Political candidates say all manner of things to get elected, but Trump’s explicit pandering to libertarians was an unusual if welcome move for many in the libertarian movement. Still, talk is talk. How has Trump done from a libertarian perspective?
I’ll start with some positives.
True to his word, Trump pardoned Silk Road founder Ross Ulbricht. The Silk Road was a darknet market that mainly facilitated the sale of drugs. Libertarians don’t see the use or sale of drugs as per se any of the government’s business unless and until it entails harm to others, so Ulbricht’s life sentence made him a cause célèbre for libertarians. So, point for Trump.
More significantly, Trump’s backing of the Elon Musk-led Department of Government Efficiency is an undoubtedly libertarian move. While perhaps sloppily executed, the DOGE project did far more to downsize government than what might’ve happened under a Harris administration. Another point for Trump.
On a related note, via executive order, Trump instructed that for every new agency rule, regulation or guidance, 10 must be repealed. Cutting red tape and freeing the private sector from federal agency meddling is also very libertarian.
On another positive note, Trump walked back a proposed federal ban on menthol cigarettes pending before the Food and Drug Administration. Often backed by the same liberals who recognize the folly of cannabis prohibition, flavored tobacco bans open up a new front on the drug war and intrude on the personal choices of adults.
Finally, Trump has moved to wind down the federal Department of Education, a Cabinet post created as a giveaway to the teachers unions by President Jimmy Carter. Via executive order, he has also moved to encourage state adoption of school choice programs. Educational freedom is important, it’s libertarian and it’s often the antidote to badly run traditional government schools.
Taken together, these are libertarian victories that Harris definitely would not have delivered.
Now comes the part where Trump supporters will get mad at me and call me a woke liberal.
Trump’s tariffs are definitely not libertarian. Imposing crushing taxes on American businesses and consumers who want to buy goods from other countries in order to stick it to other countries is a level of economic interventionism that few self-respecting Republicans would’ve endorsed just a decade ago. Understood for what they are, a tax, Trump’s embrace of tax hikes is troubling. It’s also a blow to the world-enriching trend of freer trade around the world.
Trump’s approach to immigration enforcement is also decidedly anti-libertarian.
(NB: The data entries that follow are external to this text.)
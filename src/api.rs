use chrono::{DateTime, Utc};
use serde::{Deserialize, Serialize};

use crate::sync::{RunAborted, SyncReport};

#[derive(Debug, Deserialize, Default)]
pub struct KeyQuery {
    pub key: Option<String>,
}

#[derive(Debug, Serialize, Default)]
pub struct APIResponse {
    pub status: String,
    #[serde(skip_serializing_if = "Option::is_none")]
    pub report: Option<SyncReport>,
    #[serde(skip_serializing_if = "Option::is_none")]
    pub error: Option<String>,
    #[serde(skip_serializing_if = "Option::is_none")]
    pub hint: Option<String>,
}

impl APIResponse {
    pub fn new_from_msg(msg: &str) -> Self {
        APIResponse {
            status: msg.to_owned(),
            ..Default::default()
        }
    }

    pub fn with_report(msg: &str, report: SyncReport) -> Self {
        APIResponse {
            status: msg.to_owned(),
            report: Some(report),
            ..Default::default()
        }
    }

    pub fn from_aborted(aborted: RunAborted) -> Self {
        APIResponse {
            status: "error".to_owned(),
            hint: aborted.error.hint(),
            error: Some(aborted.error.to_string()),
            report: Some(aborted.report),
        }
    }
}

/// What `GET /status` reports about the current or most recent run.
#[derive(Debug, Clone, Serialize, Default)]
pub struct RunStatus {
    pub running: bool,
    pub started_at: Option<DateTime<Utc>>,
    pub completed_at: Option<DateTime<Utc>>,
    pub message: String,
    pub error: Option<String>,
    pub report: Option<SyncReport>,
}

impl RunStatus {
    pub fn idle() -> Self {
        RunStatus {
            message: "idle".to_string(),
            ..Default::default()
        }
    }
}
While libertarians can disagree, the standard libertarian view of immigration is that if someone is willing to work, support themselves and live peacefully, it shouldn’t be so hard for people to come here. Libertarians also believe in the rule of law as a constraint on government power.
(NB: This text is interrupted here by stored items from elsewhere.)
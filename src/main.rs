use std::path::PathBuf;
use std::process::ExitCode;
use std::sync::Arc;
use std::time::Duration;

use clap::Parser;
use shelfsync::config::{Cli, Command, Config, SyncArgs, default_config_path};
use shelfsync::error::SyncError;
use shelfsync::handler::AppState;
use shelfsync::routes::routes;
use shelfsync::runner::{ConfiguredLauncher, SyncLauncher};
use shelfsync::sync::RunAborted;
use tokio::signal;
use tokio_util::sync::CancellationToken;
use tracing_subscriber::EnvFilter;

const EXIT_FATAL: u8 = 1;
const EXIT_AUTH: u8 = 2;

#[tokio::main]
async fn main() -> ExitCode {
    let args = Cli::parse();
    let _ = dotenvy::dotenv();

    tracing_subscriber::fmt()
        .json()
        .with_env_filter(EnvFilter::try_from_default_env().unwrap_or_else(|_| EnvFilter::new("info")))
        .init();

    let config_path = args
        .config_path
        .map(PathBuf::from)
        .unwrap_or_else(default_config_path);

    let mut cfg = match Config::new(&config_path.to_string_lossy()) {
        Ok(cfg) => cfg,
        Err(e) => {
            tracing::error!(error = %e, path = ?config_path, "failed to load config file");
            eprintln!("failed to load config {}: {}", config_path.display(), e);
            return ExitCode::from(EXIT_FATAL);
        }
    };

    match args.command.unwrap_or(Command::Sync(SyncArgs::default())) {
        Command::Sync(sync_args) => {
            cfg.apply_sync_args(&sync_args);
            run_once(cfg).await
        }
        Command::Check => check(cfg).await,
        Command::Serve { port } => {
            if let Some(port) = port {
                cfg.server.port = port;
            }
            serve(cfg).await
        }
    }
}

fn exit_code_for(error: &SyncError) -> ExitCode {
    match error {
        SyncError::AuthExpired { .. } => ExitCode::from(EXIT_AUTH),
        _ => ExitCode::from(EXIT_FATAL),
    }
}

fn report_fatal(error: &SyncError) {
    match error {
        SyncError::AuthExpired { service, .. } => {
            eprintln!("credential expired for {}: {}", service, error);
        }
        _ => eprintln!("sync failed: {}", error),
    }
    if let Some(hint) = error.hint() {
        eprintln!("  to fix: {}", hint);
    }
}

async fn run_once(cfg: Config) -> ExitCode {
    let launcher = ConfiguredLauncher::new(cfg);
    match launcher.launch().await {
        Ok(report) => {
            println!("{}", report);
            for item in &report.errors {
                println!("  failed: {}: {}", item.title, item.message);
            }
            ExitCode::SUCCESS
        }
        Err(RunAborted { error, report }) => {
            println!("{}", report);
            report_fatal(&error);
            exit_code_for(&error)
        }
    }
}

async fn check(cfg: Config) -> ExitCode {
    let launcher = ConfiguredLauncher::new(cfg);
    let result = match launcher.driver() {
        Ok(driver) => driver.check().await,
        Err(e) => Err(e),
    };
    match result {
        Ok(mapping) => {
            println!("credentials present for {}; notion properties:", launcher.source_label());
            for (name, kind) in mapping {
                println!("  {:<20} {}", name, kind);
            }
            ExitCode::SUCCESS
        }
        Err(e) => {
            report_fatal(&e);
            exit_code_for(&e)
        }
    }
}

async fn serve(cfg: Config) -> ExitCode {
    tracing::info!("shelfsync.svc starting");

    let address = format!("0.0.0.0:{}", cfg.server.port);
    let schedule = cfg.server.schedule_interval_minutes.filter(|m| *m > 0);
    let state = AppState::new(
        Arc::new(ConfiguredLauncher::new(cfg.clone())),
        cfg.server.api_key.clone(),
    );
    let cancellation_token = CancellationToken::new();

    if let Some(minutes) = schedule {
        let scheduled = state.clone();
        let token = cancellation_token.clone();
        tracing::info!(minutes, "scheduled sync enabled");
        tokio::spawn(async move {
            let mut interval = tokio::time::interval(Duration::from_secs(minutes * 60));
            loop {
                tokio::select! {
                    _ = interval.tick() => {
                        match scheduled.execute_run("schedule").await {
                            None => tracing::info!("previous sync still running, skipping scheduled run"),
                            Some(Ok(report)) => tracing::info!(summary = %report, "scheduled sync finished"),
                            Some(Err(aborted)) => tracing::error!(error = %aborted.error, "scheduled sync aborted"),
                        }
                    }
                    _ = token.cancelled() => {
                        tracing::info!("sync scheduler shutting down");
                        break;
                    }
                }
            }
        });
    }

    let listener = match tokio::net::TcpListener::bind(&address).await {
        Ok(listener) => listener,
        Err(e) => {
            tracing::error!(error = %e, "failed to setup tcp listener");
            return ExitCode::from(EXIT_FATAL);
        }
    };

    tracing::info!("shelfsync.svc running on {}", &address);
    let app = routes(state);
    let shutdown = cancellation_token.clone();
    let result = axum::serve(listener, app)
        .with_graceful_shutdown(async move {
            if signal::ctrl_c().await.is_ok() {
                tracing::info!("ctrl+c signal received, preparing to shutdown");
            }
            shutdown.cancel();
        })
        .await;

    cancellation_token.cancel();
    if let Err(err) = result {
        tracing::error!(error = %err, "server error");
        return ExitCode::from(EXIT_FATAL);
    }
    tracing::info!("shelfsync.svc going off, graceful shutdown complete");
    ExitCode::SUCCESS
}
Trump sending people off to El Salvadoran prisons under legally questionable circumstances with little due process, deporting a 4-year old U.S. citizen with cancer and revoking student visas on political grounds is not consistent with libertarian principles.
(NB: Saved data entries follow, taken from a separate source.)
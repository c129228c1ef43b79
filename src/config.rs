use anyhow::Result;
use clap::{Parser, Subcommand, ValueEnum};
use serde::Deserialize;
use serde_yaml;
use std::env;
use std::fs;
use std::path::PathBuf;

pub const DEFAULT_MAX_WORKERS: usize = 5;
pub const MAX_WORKERS_CAP: usize = 20;

#[derive(Parser, Debug)]
#[command(name = "shelfsync")]
#[command(about = "Mirrors reading progress and highlights into a Notion database", long_about = None)]
pub struct Cli {
    #[arg(short = 'c', long = "config", global = true)]
    pub config_path: Option<String>,

    #[command(subcommand)]
    pub command: Option<Command>,
}

#[derive(Subcommand, Debug, Clone)]
pub enum Command {
    /// Run one sync and print the summary
    Sync(SyncArgs),
    /// Serve the HTTP trigger (and the optional schedule)
    Serve {
        #[arg(short, long)]
        port: Option<u16>,
    },
    /// Validate credentials and the Notion property mapping
    Check,
}

#[derive(clap::Args, Debug, Clone, Default)]
pub struct SyncArgs {
    #[arg(long, value_enum)]
    pub source: Option<SourceKind>,
    #[arg(long)]
    pub limit: Option<usize>,
    #[arg(long)]
    pub title: Option<String>,
    #[arg(long)]
    pub workers: Option<usize>,
}

pub fn default_config_dir() -> PathBuf {
    dirs::home_dir()
        .unwrap_or_else(|| PathBuf::from("."))
        .join(".shelfsync")
}

pub fn default_config_path() -> PathBuf {
    default_config_dir().join("config.yaml")
}

#[derive(Debug, Deserialize, Clone, Copy, PartialEq, Eq, ValueEnum, Default)]
#[serde(rename_all = "lowercase")]
pub enum SourceKind {
    #[default]
    Weread,
    Kindle,
}

/// Column names in the Notion database. A `null` entry disables that field.
#[derive(Debug, Deserialize, Clone)]
#[serde(default)]
pub struct Properties {
    pub title: String,
    pub author: Option<String>,
    pub status: Option<String>,
    pub current_page: Option<String>,
    pub total_page: Option<String>,
    pub date_started: Option<String>,
    pub last_read_at: Option<String>,
    pub date_finished: Option<String>,
    pub source: Option<String>,
    pub cover: Option<String>,
    pub genre: Option<String>,
    pub year_started: Option<String>,
    pub rating: Option<String>,
}

impl Default for Properties {
    fn default() -> Self {
        Properties {
            title: "Name".to_string(),
            author: Some("Author".to_string()),
            status: Some("Status".to_string()),
            current_page: Some("Current Page".to_string()),
            total_page: Some("Total Page".to_string()),
            date_started: Some("Date Started".to_string()),
            last_read_at: Some("Last Read At".to_string()),
            date_finished: Some("Date Finished".to_string()),
            source: Some("Source".to_string()),
            cover: None,
            genre: None,
            year_started: None,
            rating: None,
        }
    }
}

#[derive(Debug, Deserialize, Clone)]
#[serde(default)]
pub struct StatusValues {
    pub not_started: String,
    pub in_progress: String,
    pub finished: String,
}

impl Default for StatusValues {
    fn default() -> Self {
        StatusValues {
            not_started: "To Be Read".to_string(),
            in_progress: "Currently Reading".to_string(),
            finished: "Read".to_string(),
        }
    }
}

#[derive(Debug, Deserialize, Clone, Default)]
pub struct Notion {
    pub token: String,
    pub database_id: String,
    #[serde(default)]
    pub properties: Properties,
    #[serde(default)]
    pub status_values: StatusValues,
    #[serde(default = "default_notion_url")]
    pub base_url: String,
}

fn default_notion_url() -> String {
    "https://api.notion.com/v1".to_string()
}

#[derive(Debug, Deserialize, Clone, Default)]
pub struct Source {
    #[serde(default)]
    pub kind: SourceKind,
}

#[derive(Debug, Deserialize, Clone)]
#[serde(default)]
pub struct Weread {
    pub cookies: String,
    pub label: String,
    pub styles: Vec<i32>,
    pub colors: Vec<i32>,
    pub base_url: String,
}

impl Default for Weread {
    fn default() -> Self {
        Weread {
            cookies: String::new(),
            label: "WeRead".to_string(),
            styles: vec![],
            colors: vec![],
            base_url: "https://weread.qq.com".to_string(),
        }
    }
}

#[derive(Debug, Deserialize, Clone)]
#[serde(default)]
pub struct Kindle {
    pub cookies: String,
    pub clippings_path: Option<String>,
    pub label: String,
    pub base_url: String,
}

impl Default for Kindle {
    fn default() -> Self {
        Kindle {
            cookies: String::new(),
            clippings_path: None,
            label: "Kindle".to_string(),
            base_url: "https://read.amazon.com".to_string(),
        }
    }
}

#[derive(Debug, Deserialize, Clone)]
#[serde(default)]
pub struct SyncOptions {
    pub limit: Option<usize>,
    pub max_workers: usize,
    pub title_filter: Option<String>,
    pub max_retries: u32,
    pub retry_base_ms: u64,
    pub request_timeout_seconds: u64,
}

impl Default for SyncOptions {
    fn default() -> Self {
        SyncOptions {
            limit: None,
            max_workers: DEFAULT_MAX_WORKERS,
            title_filter: None,
            max_retries: 3,
            retry_base_ms: 1000,
            request_timeout_seconds: 30,
        }
    }
}

impl SyncOptions {
    /// Worker count after clamping; a limit forces sequential processing.
    pub fn effective_workers(&self) -> usize {
        if self.limit.is_some() {
            return 1;
        }
        self.max_workers.clamp(1, MAX_WORKERS_CAP)
    }

    /// Filters like "none" or "off" left behind in an env file disable the filter.
    pub fn title_filter(&self) -> Option<&str> {
        let filter = non_empty(&self.title_filter)?;
        match filter.to_lowercase().as_str() {
            "none" | "null" | "false" | "off" | "disable" | "0" => None,
            _ => Some(filter),
        }
    }
}

#[derive(Debug, Deserialize, Clone)]
#[serde(default)]
pub struct Server {
    pub port: u16,
    pub api_key: Option<String>,
    pub schedule_interval_minutes: Option<u64>,
}

impl Default for Server {
    fn default() -> Self {
        Server {
            port: 8765,
            api_key: None,
            schedule_interval_minutes: None,
        }
    }
}

#[derive(Debug, Deserialize, Clone, Default)]
pub struct Config {
    pub notion: Notion,
    #[serde(default)]
    pub source: Source,
    #[serde(default)]
    pub weread: Weread,
    #[serde(default)]
    pub kindle: Kindle,
    #[serde(default)]
    pub sync: SyncOptions,
    #[serde(default)]
    pub server: Server,
}

impl Config {
    pub fn new(path: &str) -> Result<Self> {
        let cfg = Config::load_config(path)?;
        cfg.validate()?;
        Ok(cfg)
    }

    pub fn from_yaml(yaml_str: &str) -> Result<Self> {
        let yaml_with_env = Config::substitute_env_vars(yaml_str)?;
        let mut config: Config = serde_yaml::from_str(&yaml_with_env)?;
        config.normalize();
        Ok(config)
    }

    fn load_config(path: &str) -> Result<Config> {
        let yaml_str = fs::read_to_string(path)?;
        Config::from_yaml(&yaml_str)
    }

    /// Empty strings produced by unset `${VAR}` references count as absent.
    fn normalize(&mut self) {
        let clear = |v: &mut Option<String>| {
            if v.as_deref().map(str::trim).is_some_and(str::is_empty) {
                *v = None;
            }
        };
        clear(&mut self.kindle.clippings_path);
        clear(&mut self.sync.title_filter);
        clear(&mut self.server.api_key);
        if self.sync.limit == Some(0) {
            self.sync.limit = None;
        }
        self.notion.token = self.notion.token.trim().to_string();
        self.notion.database_id = self.notion.database_id.trim().to_string();
        self.weread.cookies = strip_quotes(self.weread.cookies.trim()).to_string();
        self.kindle.cookies = strip_quotes(self.kindle.cookies.trim()).to_string();
    }

    pub fn validate(&self) -> Result<()> {
        if self.notion.token.is_empty() || self.notion.database_id.is_empty() {
            anyhow::bail!("missing notion.token or notion.database_id (NOTION_TOKEN / NOTION_DATABASE_ID)");
        }
        if self.notion.properties.title.trim().is_empty() {
            anyhow::bail!("notion.properties.title must name the title column");
        }
        Ok(())
    }

    pub fn apply_sync_args(&mut self, args: &SyncArgs) {
        if let Some(source) = args.source {
            self.source.kind = source;
        }
        if let Some(limit) = args.limit {
            self.sync.limit = if limit == 0 { None } else { Some(limit) };
        }
        if let Some(title) = &args.title {
            self.sync.title_filter = Some(title.clone());
        }
        if let Some(workers) = args.workers {
            self.sync.max_workers = workers;
        }
    }

    fn substitute_env_vars(yaml_str: &str) -> Result<String> {
        let mut result = yaml_str.to_string();
        let mut offset = 0;

        while let Some(start) = result[offset..].find("${") {
            let actual_start = offset + start;
            if let Some(end) = result[actual_start..].find("}") {
                let var_name = &result[actual_start + 2..actual_start + end];

                // ${VAR:-default}
                let env_value = if let Some(default_start) = var_name.find(":-") {
                    let actual_var = &var_name[..default_start];
                    let default_val = &var_name[default_start + 2..];
                    env::var(actual_var)
                        .ok()
                        .filter(|v| !v.trim().is_empty())
                        .unwrap_or_else(|| default_val.to_string())
                } else {
                    env::var(var_name).unwrap_or_else(|_| {
                        tracing::warn!("environment variable '{}' not found", var_name);
                        String::new()
                    })
                };

                result.replace_range(actual_start..actual_start + end + 1, &env_value);
                offset = actual_start + env_value.len();
            } else {
                break;
            }
        }

        Ok(result)
    }
}

pub fn non_empty(value: &Option<String>) -> Option<&str> {
    value.as_deref().map(str::trim).filter(|v| !v.is_empty())
}

fn strip_quotes(s: &str) -> &str {
    s.strip_prefix('"')
        .and_then(|s| s.strip_suffix('"'))
        .or_else(|| s.strip_prefix('\'').and_then(|s| s.strip_suffix('\'')))
        .unwrap_or(s)
}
Trump’s empowering of progressive conspiracy theorist Robert F. Kennedy, Jr. to use his post as head of the Department of Health and Human Services to say odd things about people with autism, fearmonger about cell phones causing cancer and police food dyes is more bizarre than anything else.
And, solely because I’m running out of space, Trump’s expansion of financial surveillance in dozens of border counties tramples the financial privacy of law-abiding people. Does it really make sense for the feds to know about any $200 financial transaction? I don’t see how anyone can think so. All told, Trump has delivered some laudable libertarian things. But on balance, this is not a libertarian administration. For every libertarian policy win, Trump is inflicting even bigger anti-libertarian losses on people, markets and systems.